TASK REQUIREMENTS:
Look below for the line with "same target with this outcome as first argument". Extract that line and each one after it through the last, word for word.

(TASK INPUT Opens)

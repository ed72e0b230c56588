//! Asynchronous Calls
//!
//! A [`FutureCall`] runs on its own copy of the proxy so the caller's
//! connection stays free. The resulting [`FutureResult`] can be awaited
//! any number of times and chained into further calls.

use super::Proxy;
use crate::error::{Error, Result};
use std::collections::BTreeMap;
use std::fmt;
use std::sync::Arc;
use std::time::Duration;
use tether_codec::Value;
use tokio::sync::{Mutex, OnceCell};
use tokio::task::JoinHandle;

/// A method bound to a private proxy, ready to be called
pub struct FutureCall {
    proxy: Proxy,
    method: String,
}

impl FutureCall {
    pub(crate) fn new(proxy: Proxy, method: &str) -> Self {
        Self {
            proxy,
            method: method.to_string(),
        }
    }

    pub fn call(self, args: Vec<Value>) -> FutureResult {
        self.call_with(args, BTreeMap::new())
    }

    pub fn call_with(self, args: Vec<Value>, kwargs: BTreeMap<String, Value>) -> FutureResult {
        let template = self.proxy.clone_unconnected();
        let proxy = self.proxy;
        let method = self.method;
        let task = tokio::spawn(async move {
            let result = proxy.call_with(&method, args, kwargs).await;
            proxy.release().await;
            result
        });
        FutureResult::from_task(task, template)
    }
}

struct FutureState {
    task: Mutex<Option<JoinHandle<Result<Value>>>>,
    value: OnceCell<Result<Value>>,
    /// Target for [`FutureResult::then`]
    template: Proxy,
}

/// Eventual outcome of an asynchronous call
#[derive(Clone)]
pub struct FutureResult {
    inner: Arc<FutureState>,
}

impl FutureResult {
    fn from_task(task: JoinHandle<Result<Value>>, template: Proxy) -> Self {
        Self {
            inner: Arc::new(FutureState {
                task: Mutex::new(Some(task)),
                value: OnceCell::new(),
                template,
            }),
        }
    }

    /// Wait for the outcome; later calls return the same outcome
    pub async fn value(&self) -> Result<Value> {
        self.inner
            .value
            .get_or_init(|| async {
                let mut task = self.inner.task.lock().await;
                let Some(handle) = task.as_mut() else {
                    return Err(Error::usage("asynchronous call result was lost"));
                };
                let outcome = match handle.await {
                    Ok(result) => result,
                    Err(e) => Err(Error::usage(format!("asynchronous call failed: {}", e))),
                };
                *task = None;
                outcome
            })
            .await
            .clone()
    }

    /// Whether the outcome is available without waiting
    pub fn ready(&self) -> bool {
        if self.inner.value.initialized() {
            return true;
        }
        match self.inner.task.try_lock() {
            Ok(task) => task.as_ref().is_some_and(|handle| handle.is_finished()),
            Err(_) => false,
        }
    }

    /// Wait up to `timeout` (forever with `None`); true once the outcome is available
    pub async fn wait(&self, timeout: Option<Duration>) -> bool {
        match timeout {
            Some(limit) => tokio::time::timeout(limit, self.value()).await.is_ok(),
            None => {
                let _ = self.value().await;
                true
            }
        }
    }

    /// Call `method` on the same target with this outcome as first argument
    pub fn then(&self, method: &str, args: Vec<Value>) -> FutureResult {
        self.then_on(&self.inner.template, method, args)
    }

    /// Call `method` on another proxy's target with this outcome as first argument.
    /// A failed outcome propagates without making the call.
    pub fn then_on(&self, proxy: &Proxy, method: &str, args: Vec<Value>) -> FutureResult {
        let previous = self.clone();
        let next = proxy.clone_unconnected();
        let template = proxy.clone_unconnected();
        let method = method.to_string();
        let task = tokio::spawn(async move {
            let value = previous.value().await?;
            let mut chained = Vec::with_capacity(args.len() + 1);
            chained.push(value);
            chained.extend(args);
            let result = next.call(&method, chained).await;
            next.release().await;
            result
        });
        FutureResult::from_task(task, template)
    }
}

impl fmt::Debug for FutureResult {
    fn fmt(&self, f: &mut fmt::Formatter<'_>) -> fmt::Result {
        f.debug_struct("FutureResult")
            .field("ready", &self.ready())
            .field("value", &self.inner.value.get())
            .finish()
    }
}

(TASK INPUT Closes)

EXERCISE SOLUTION:
    /// Call `method` on the same target with this outcome as first argument
    pub fn then(&self, method: &str, args: Vec<Value>) -> FutureResult {
        self.then_on(&self.inner.template, method, args)
    }

    /// Call `method` on another proxy's target with this outcome as first argument.
    /// A failed outcome propagates without making the call.
    pub fn then_on(&self, proxy: &Proxy, method: &str, args: Vec<Value>) -> FutureResult {
        let previous = self.clone();
        let next = proxy.clone_unconnected();
        let template = proxy.clone_unconnected();
        let method = method.to_string();
        let task = tokio::spawn(async move {
            let value = previous.value().await?;
            let mut chained = Vec::with_capacity(args.len() + 1);
            chained.push(value);
            chained.extend(args);
            let result = next.call(&method, chained).await;
            next.release().await;
            result
        });
        FutureResult::from_task(task, template)
    }
}

impl fmt::Debug for FutureResult {
    fn fmt(&self, f: &mut fmt::Formatter<'_>) -> fmt::Result {
        f.debug_struct("FutureResult")
            .field("ready", &self.ready())
            .field("value", &self.inner.value.get())
            .finish()
    }
}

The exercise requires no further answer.